What's the best type to use which also protects the food from wet?
I have loads of blue tits, blackbirds, robins and some wrens.
Blue tits need a feeder at this time of year, filled with crushed peanuts, otherwise they may take whole nuts back to their nestlings, which will kill them.
Robins and blackbirds prefer to feed off the ground. Mealworms for robins. Raisins, apples for blackbirds. Wrens mainly eat insects.
If the food is getting wet you might like to look at the feeders from CJWildfoods.
Jess it might be a good idea just to put a smaller amount of nuts out and fill more often. I just use fairly standard feeders, the metal ones to stop squirrels destroying them, but as welshonion says blackbirds and robins and many others feed from the ground so you can do that but with a different mix instead of whole nuts-they're are many available according to the birds you get. I use ones for all the small birds-finches, robins, tits etc and mealworms as well, but avoid the cheaper makes as they have a lot of barley which just attracts pigeons. You could also think about getting a bird table too if you have room
Jess i use this type from Wilkinsons
I only fill half way with mixed seed in one and sunflower hearts in the other
when almost empty i clean out and refill.
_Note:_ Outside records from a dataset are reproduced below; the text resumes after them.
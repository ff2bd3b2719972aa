use std::collections::BTreeMap;

use serde::{Deserialize, Serialize};

/// A row of the internal news corpus.
#[derive(Debug, Clone, PartialEq, Serialize, Deserialize)]
pub struct DocumentRecord {
    /// Stable identifier, shared by the vector index and the metadata table
    pub vector_id: i64,
    pub title: String,
    pub url: String,
    pub article_content: String,
    /// Every other column of the source row (timestamps, sentiment, ...)
    #[serde(default)]
    pub metadata: BTreeMap<String, String>,
}

/// A document returned by the internal semantic search.
#[derive(Debug, Clone, PartialEq, Serialize)]
pub struct SearchHit {
    /// Cosine similarity between the query and the document
    pub score: f32,
    pub vector_id: i64,
    pub title: String,
    pub url: String,
    pub article_content: String,
    pub metadata: BTreeMap<String, String>,
}

impl SearchHit {
    pub fn from_record(record: &DocumentRecord, score: f32) -> Self {
        Self {
            score,
            vector_id: record.vector_id,
            title: record.title.clone(),
            url: record.url.clone(),
            article_content: record.article_content.clone(),
            metadata: record.metadata.clone(),
        }
    }
}

/// A search provider hit, before the page is fetched.
#[derive(Debug, Clone, PartialEq, Serialize, Deserialize)]
pub struct WebCandidate {
    pub title: String,
    pub url: String,
    pub snippet: String,
    pub source: String,
    pub provider: String,
    pub note: String,
}

/// An article pulled out of a fetched page by the extraction model.
#[derive(Debug, Clone, PartialEq, Serialize, Deserialize)]
pub struct ExtractedArticle {
    pub title: String,
    pub content: String,
    pub source: String,
    /// `YYYY-MM-DD`, `None` when the model gave no usable date
    pub published_date: Option<String>,
    pub url: String,
    /// Relevance to the query as estimated by the extraction model, in [0, 1]
    pub score: f32,
}

/// Which retrieval tier produced an evidence set.
#[derive(Debug, Clone, Copy, PartialEq, Eq, Serialize, Deserialize)]
#[serde(rename_all = "lowercase")]
pub enum EvidenceSource {
    Internal,
    Web,
}

impl std::fmt::Display for EvidenceSource {
    fn fmt(&self, f: &mut std::fmt::Formatter<'_>) -> std::fmt::Result {
        match self {
            EvidenceSource::Internal => write!(f, "internal"),
            EvidenceSource::Web => write!(f, "web"),
        }
    }
}

/// One piece of evidence handed back to the caller.
#[derive(Debug, Clone, PartialEq, Serialize, Deserialize)]
pub struct EvidenceItem {
    pub title: String,
    pub article_content: String,
    pub url: String,
    pub score: Option<f32>,
    /// Internal corpus identifier, only set for internal evidence
    #[serde(skip_serializing_if = "Option::is_none")]
    pub news_id: Option<i64>,
}

impl From<SearchHit> for EvidenceItem {
    fn from(hit: SearchHit) -> Self {
        Self {
            title: hit.title,
            article_content: hit.article_content,
            url: hit.url,
            score: Some(hit.score),
            news_id: Some(hit.vector_id),
        }
    }
}

/// Ranked evidence plus the tier it came from.
#[derive(Debug, Clone, PartialEq, Serialize, Deserialize)]
pub struct Evidence {
    pub source: EvidenceSource,
    pub results: Vec<EvidenceItem>,
}

impl Evidence {
    pub fn top_score(&self) -> Option<f32> {
        self.results.first().and_then(|r| r.score)
    }
}

#[cfg(test)]
mod tests {
    use super::*;

    #[test]
    fn test_evidence_serializes_source_lowercase() {
        let evidence = Evidence {
            source: EvidenceSource::Web,
            results: vec![EvidenceItem {
                title: "t".to_string(),
                article_content: "c".to_string(),
                url: "https://example.com".to_string(),
                score: Some(0.7),
                news_id: None,
            }],
        };

        let json = serde_json::to_value(&evidence).unwrap();
        assert_eq!(json["source"], "web");
        assert!(json["results"][0].get("news_id").is_none());
        assert_eq!(json["results"][0]["article_content"], "c");
    }

    #[test]
    fn test_search_hit_into_evidence_keeps_id() {
        let record = DocumentRecord {
            vector_id: 42,
            title: "Title".to_string(),
            url: "https://news.example/42".to_string(),
            article_content: "Body".to_string(),
            metadata: BTreeMap::new(),
        };
        let item: EvidenceItem = SearchHit::from_record(&record, 0.9).into();

        assert_eq!(item.news_id, Some(42));
        assert_eq!(item.score, Some(0.9));
        assert_eq!(item.title, "Title");
    }
}
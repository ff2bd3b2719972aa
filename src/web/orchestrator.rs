//! Fan-out of the page worker over every search candidate.
//!
//! One thread per candidate. Every candidate gets exactly one outcome slot,
//! in candidate order: a failing, panicking or overdue page only ever
//! affects its own slot.

use std::panic::{catch_unwind, AssertUnwindSafe};
use std::sync::{mpsc, Arc};
use std::thread;
use std::time::{Duration, Instant};

use serde::Serialize;

use crate::types::WebCandidate;
use crate::web::worker::{PageExtraction, PageWorker};

/// A page that produced no extraction.
#[derive(Debug, Clone, PartialEq, Serialize, thiserror::Error)]
#[error("{url}: {error}")]
pub struct FetchFailure {
    pub url: String,
    pub error: String,
}

pub type FetchOutcome = Result<PageExtraction, FetchFailure>;

pub struct FetchOrchestrator {
    worker: Arc<dyn PageWorker>,
    /// Slots still running after this long are reported as timed out
    deadline: Option<Duration>,
}

impl FetchOrchestrator {
    pub fn new(worker: Arc<dyn PageWorker>, deadline: Option<Duration>) -> Self {
        Self { worker, deadline }
    }

    /// Work every candidate concurrently and wait for all of them.
    pub fn run(&self, query: &str, candidates: &[WebCandidate], max_chars: usize) -> Vec<FetchOutcome> {
        if candidates.is_empty() {
            return vec![];
        }

        let started = Instant::now();
        let (tx, rx) = mpsc::channel::<(usize, FetchOutcome)>();

        for (slot, candidate) in candidates.iter().enumerate() {
            let slot_tx = tx.clone();
            let worker = self.worker.clone();
            let query = query.to_string();
            let candidate = candidate.clone();

            let spawned = thread::Builder::new()
                .name(format!("fetch-{slot}"))
                .spawn(move || {
                    let outcome = work(worker.as_ref(), &query, &candidate, max_chars);
                    // receiver is gone once the deadline passed
                    let _ = slot_tx.send((slot, outcome));
                });

            if let Err(err) = spawned {
                log::error!("failed to spawn fetch thread for {}: {err}", candidates[slot].url);
                let _ = tx.send((
                    slot,
                    Err(FetchFailure {
                        url: candidates[slot].url.clone(),
                        error: format!("could not start worker: {err}"),
                    }),
                ));
            }
        }
        drop(tx);

        let mut slots: Vec<Option<FetchOutcome>> = vec![None; candidates.len()];
        let mut pending = candidates.len();

        while pending > 0 {
            let received = match self.deadline {
                Some(deadline) => {
                    let Some(remaining) = deadline.checked_sub(started.elapsed()) else {
                        break;
                    };
                    match rx.recv_timeout(remaining) {
                        Ok(msg) => msg,
                        Err(_) => break,
                    }
                }
                None => match rx.recv() {
                    Ok(msg) => msg,
                    Err(_) => break,
                },
            };

            let (slot, outcome) = received;
            if slots[slot].is_none() {
                pending -= 1;
            }
            slots[slot] = Some(outcome);
        }

        if pending > 0 {
            log::warn!("{pending} of {} pages did not finish in time", candidates.len());
        }

        let outcomes: Vec<FetchOutcome> = slots
            .into_iter()
            .zip(candidates)
            .map(|(slot, candidate)| {
                slot.unwrap_or_else(|| {
                    Err(FetchFailure {
                        url: candidate.url.clone(),
                        error: "timed out".to_string(),
                    })
                })
            })
            .collect();

        let failed = outcomes.iter().filter(|o| o.is_err()).count();
        log::info!(
            "fetched pages={} failed={failed} took={}ms",
            outcomes.len(),
            started.elapsed().as_millis()
        );

        outcomes
    }
}

fn work(worker: &dyn PageWorker, query: &str, candidate: &WebCandidate, max_chars: usize) -> FetchOutcome {
    let url = &candidate.url;
    let result = catch_unwind(AssertUnwindSafe(|| {
        worker.fetch_and_extract(query, url, &candidate.snippet, max_chars)
    }));

    match result {
        Ok(Ok(extraction)) => Ok(extraction),
        Ok(Err(err)) => {
            log::warn!("page failed url={url} err={err}");
            Err(FetchFailure {
                url: url.clone(),
                error: err.to_string(),
            })
        }
        Err(_) => {
            log::error!("page worker panicked url={url}");
            Err(FetchFailure {
                url: url.clone(),
                error: "worker panicked".to_string(),
            })
        }
    }
}
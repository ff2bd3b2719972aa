//! Query language detection for picking the search locale.
//!
//! Only two locales are searched: Malay (Indonesian queries are served by
//! the same locale) and English. Detection counts function words from a
//! small list per language; queries that look like another Latin-script
//! language, or are not written in Latin script, get no locale.

use std::collections::HashSet;

use once_cell::sync::Lazy;

#[derive(Debug, Clone, Copy, PartialEq, Eq)]
pub enum Locale {
    Malay,
    English,
}

impl Locale {
    /// Value of the provider's `hl` parameter
    pub fn hl(&self) -> &'static str {
        match self {
            Locale::Malay => "ms",
            Locale::English => "en",
        }
    }
}

static MALAY_WORDS: Lazy<HashSet<&'static str>> = Lazy::new(|| {
    [
        "yang", "dan", "di", "ke", "dari", "untuk", "dengan", "ini", "itu", "adalah", "adakah",
        "akan", "tidak", "ada", "dalam", "pada", "oleh", "kepada", "atau", "juga", "telah",
        "sudah", "bagi", "kerana", "karena", "apa", "apakah", "siapa", "bagaimana", "mengapa",
        "kenapa", "bila", "bilakah", "berapa", "mana", "saya", "kami", "kita", "mereka", "dia",
        "ia", "tentang", "selepas", "sebelum", "masih", "lebih", "baru", "kerajaan", "negeri",
        "terhadap", "antara", "semasa", "boleh", "bisa", "sebagai", "tahun", "hari", "berita",
        "terkini", "terbaru", "terlibat", "terbabit", "kes",
    ]
    .into_iter()
    .collect()
});

static ENGLISH_WORDS: Lazy<HashSet<&'static str>> = Lazy::new(|| {
    [
        "the", "a", "an", "is", "are", "was", "were", "be", "been", "of", "and", "to", "in",
        "on", "for", "with", "what", "who", "how", "why", "when", "where", "which", "does", "do",
        "did", "has", "have", "had", "this", "that", "these", "those", "it", "its", "from", "by",
        "about", "at", "as", "latest", "news", "will", "can", "not", "or", "after", "before",
        "any", "there", "their", "new", "today",
    ]
    .into_iter()
    .collect()
});

/// French, Spanish, German, Italian, Portuguese and Dutch function words.
static OTHER_LATIN_WORDS: Lazy<HashSet<&'static str>> = Lazy::new(|| {
    [
        // fr
        "le", "la", "les", "des", "est", "une", "et", "du", "pour", "dans", "qui", "que", "sur",
        "avec", "pas", "sont", "quelle", "quel", "où",
        // es
        "el", "los", "las", "es", "y", "por", "para", "con", "una", "del", "qué", "cómo",
        "cuál", "está", "dónde",
        // de
        "der", "das", "und", "ist", "nicht", "ein", "eine", "mit", "von", "wie", "auf", "für",
        "wer", "warum",
        // it
        "il", "gli", "della", "che", "è", "sono", "perché", "chi", "quando",
        // pt
        "os", "um", "uma", "não", "com", "são", "em", "onde", "quem",
        // nl
        "het", "een", "van", "niet", "zijn", "wat", "waar",
    ]
    .into_iter()
    .collect()
});

/// Pick the search locale for `text`, `None` when it should not be searched.
///
/// Latin-script text with no recognizable function words is treated as
/// English, so bare keyword queries ("MCMC initiatives") still search.
pub fn detect_locale(text: &str) -> Option<Locale> {
    let letters = text.chars().filter(|c| c.is_alphabetic()).count();
    if letters == 0 {
        return None;
    }
    let latin = text.chars().filter(|c| is_latin_letter(*c)).count();
    if latin * 2 < letters {
        log::debug!("query is not in Latin script, skipping web search");
        return None;
    }

    let lowered = text.to_lowercase();
    let words: Vec<&str> = lowered
        .split(|c: char| !c.is_alphanumeric())
        .filter(|w| !w.is_empty())
        .collect();

    let count = |list: &HashSet<&'static str>| words.iter().filter(|w| list.contains(*w)).count();
    let malay = count(&MALAY_WORDS);
    let english = count(&ENGLISH_WORDS);
    let other = count(&OTHER_LATIN_WORDS);

    log::debug!("language votes ms={malay} en={english} other={other}");

    if other > malay && other > english {
        None
    } else if malay > english {
        Some(Locale::Malay)
    } else {
        Some(Locale::English)
    }
}

fn is_latin_letter(c: char) -> bool {
    c.is_ascii_alphabetic() || ('\u{00C0}'..='\u{024F}').contains(&c)
}
//! Reads the news corpus CSV into `DocumentRecord`s ready for indexing.

use std::collections::BTreeMap;
use std::path::Path;

use crate::semantic::metadata::MetadataError;
use crate::types::DocumentRecord;

const TITLE_COLUMN: &str = "title";
const URL_COLUMN: &str = "url";

/// Load every row with non-blank text.
///
/// Rows are filtered on the text column first. When `id_column` is absent
/// the id is the row's position among the kept rows. Ids are accepted as
/// integers or integral floats (`12.0`); rows with any other id are dropped.
/// Duplicate ids are kept here and resolved by the builder. Empty extra
/// cells are left out of `metadata`, matching what the metadata table reads back.
pub fn load_documents(
    path: &Path,
    id_column: &str,
    text_column: &str,
) -> Result<Vec<DocumentRecord>, MetadataError> {
    let mut reader = csv::Reader::from_path(path)?;
    let headers = reader.headers()?.clone();

    let position = |name: &str| headers.iter().position(|h| h == name);
    let text_pos =
        position(text_column).ok_or_else(|| MetadataError::MissingColumn(text_column.to_string()))?;
    let id_pos = position(id_column);
    let title_pos = position(TITLE_COLUMN);
    let url_pos = position(URL_COLUMN);

    let mut documents = vec![];
    let mut blank = 0usize;
    let mut bad_ids = 0usize;

    for record in reader.records() {
        let record = record?;
        let text = record.get(text_pos).unwrap_or_default();
        if text.trim().is_empty() {
            blank += 1;
            continue;
        }

        let vector_id = match id_pos {
            Some(pos) => match parse_id(record.get(pos).unwrap_or_default()) {
                Some(id) => id,
                None => {
                    bad_ids += 1;
                    continue;
                }
            },
            None => documents.len() as i64,
        };

        let field = |pos: Option<usize>| {
            pos.and_then(|p| record.get(p))
                .unwrap_or_default()
                .to_string()
        };

        let metadata: BTreeMap<String, String> = headers
            .iter()
            .zip(record.iter())
            .enumerate()
            .filter(|(i, _)| {
                *i != text_pos
                    && Some(*i) != id_pos
                    && Some(*i) != title_pos
                    && Some(*i) != url_pos
            })
            .filter(|(_, (_, v))| !v.is_empty())
            .map(|(_, (h, v))| (h.to_string(), v.to_string()))
            .collect();

        documents.push(DocumentRecord {
            vector_id,
            title: field(title_pos),
            url: field(url_pos),
            article_content: text.to_string(),
            metadata,
        });
    }

    log::info!(
        "loaded {} documents from {} (blank={blank} invalid_id={bad_ids})",
        documents.len(),
        path.display()
    );

    Ok(documents)
}

fn parse_id(raw: &str) -> Option<i64> {
    let raw = raw.trim();
    if let Ok(id) = raw.parse::<i64>() {
        return Some(id);
    }
    let float = raw.parse::<f64>().ok()?;
    if float.is_finite() && float.fract() == 0.0 && float.abs() < i64::MAX as f64 {
        Some(float as i64)
    } else {
        None
    }
}

#[cfg(test)]
mod tests {
    use super::*;

    fn write_csv(contents: &str) -> (tempfile::TempDir, std::path::PathBuf) {
        let tmp = tempfile::tempdir().unwrap();
        let path = tmp.path().join("news.csv");
        std::fs::write(&path, contents).unwrap();
        (tmp, path)
    }

    #[test]
    fn test_blank_rows_filtered_before_ids_assigned() {
        let (_tmp, path) = write_csv(
            "title,url,article_content,sentiment\n\
             A,https://a,first body,pos\n\
             B,https://b,   ,neg\n\
             C,https://c,third body,neu\n",
        );

        let docs = load_documents(&path, "news_id", "article_content").unwrap();
        assert_eq!(docs.len(), 2);
        assert_eq!(docs[0].vector_id, 0);
        assert_eq!(docs[1].vector_id, 1);
        assert_eq!(docs[1].title, "C");
        assert_eq!(docs[1].metadata.get("sentiment").unwrap(), "neu");
    }

    #[test]
    fn test_existing_ids_coerced() {
        let (_tmp, path) = write_csv(
            "news_id,article_content\n\
             10,alpha\n\
             11.0,beta\n\
             abc,gamma\n\
             ,delta\n\
             10,epsilon\n",
        );

        let docs = load_documents(&path, "news_id", "article_content").unwrap();
        let ids: Vec<i64> = docs.iter().map(|d| d.vector_id).collect();
        assert_eq!(ids, vec![10, 11, 10]);
        assert_eq!(docs[0].title, "");
    }

    #[test]
    fn test_empty_extra_cells_match_reloaded_table() {
        let (tmp, path) = write_csv(
            "news_id,title,article_content,sentiment,published_at\n\
             1,A,first body,,2024-11-02\n\
             2,B,second body,neg,\n",
        );

        let docs = load_documents(&path, "news_id", "article_content").unwrap();
        assert!(!docs[0].metadata.contains_key("sentiment"));
        assert!(!docs[1].metadata.contains_key("published_at"));

        let table_path = tmp.path().join("meta.csv");
        crate::semantic::MetadataTable::from_records(docs.clone())
            .unwrap()
            .save(&table_path)
            .unwrap();
        let reloaded = crate::semantic::MetadataTable::load(&table_path).unwrap();
        for doc in &docs {
            assert_eq!(reloaded.get(doc.vector_id).unwrap(), doc);
        }
    }

    #[test]
    fn test_missing_text_column() {
        let (_tmp, path) = write_csv("title,body\nA,b\n");
        let result = load_documents(&path, "news_id", "article_content");
        assert!(matches!(result, Err(MetadataError::MissingColumn(_))));
    }

    #[test]
    fn test_parse_id() {
        assert_eq!(parse_id(" 7 "), Some(7));
        assert_eq!(parse_id("-3"), Some(-3));
        assert_eq!(parse_id("4.0"), Some(4));
        assert_eq!(parse_id("4.5"), None);
        assert_eq!(parse_id("NaN"), None);
        assert_eq!(parse_id(""), None);
    }
}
In the past i bought hanging horn suet feeders made by guardman from my local garden centre theese were loved by the birds in my garden especially the blue tits. sadly they no longer stock them.I have a coconut suet feeder at the moment but they don't seem interested in it.Just looking on line for the guardman horns.
I've just used a really chunky suet feeder which looked like a candle-not sure where I got it sadly, may have been garden centre- but it had mealworms in it and all the birds loved it!
My feeders are similar to yours Aliesh but metal, as the squirrels just destroy the plastic ones. I used to make suet feeders too- melt suet with some bird food and other bits and pieces and refill the coconut shells or put a string/wire in a container, pour the mix in , and lift out when cooled and set. For those with young children- they love doing it
I use the feeder as shown below at amazon. I think they are good and you can put a good
variety of food for all the birds. I have however removed the water as this gets dirty weary quickly.
I replaced it with an old sieve and fill that with seed.
Hmm seem to be having problems with providing url's. try this one
I had some problems with rats when I first started feeding the birds, I now have trays under the Niger seeds and the suet balls. I use hulled sunflower seeds as the husks make a real mess.
Fat balls with a tray attached using a large nylon washer and nut and bolt. Annoyingly the trays can only be attached to one brand of bird feeder; the sunflower hearts have to be in a metal and plastic container to stop the local squirrel from destroying it.
I no longer feed seed mixtures as the birds just discard what their species don't eat.
This is a water feeder, if it is windy all the water drains out!
After water feeder, dried meal worms, I think - it is really hard to see photos as I'm uploading them. Above is Niger Seed for the Finches, they are messy feeders so have to have a tray.
Great pix Art! Yes- vermin can be an issue and it's usually if there's excess food still around when it gets dark but when you're a keen bird feeder it can be difficult to sort that. You've done the right thing with the trays etc. WE had an issue with mice for the same reason and it was mainly because the stuff dropped from the feeders was still there as it got dark. Like you I never use anything except sunflower hearts or the hulled ones because of the mess.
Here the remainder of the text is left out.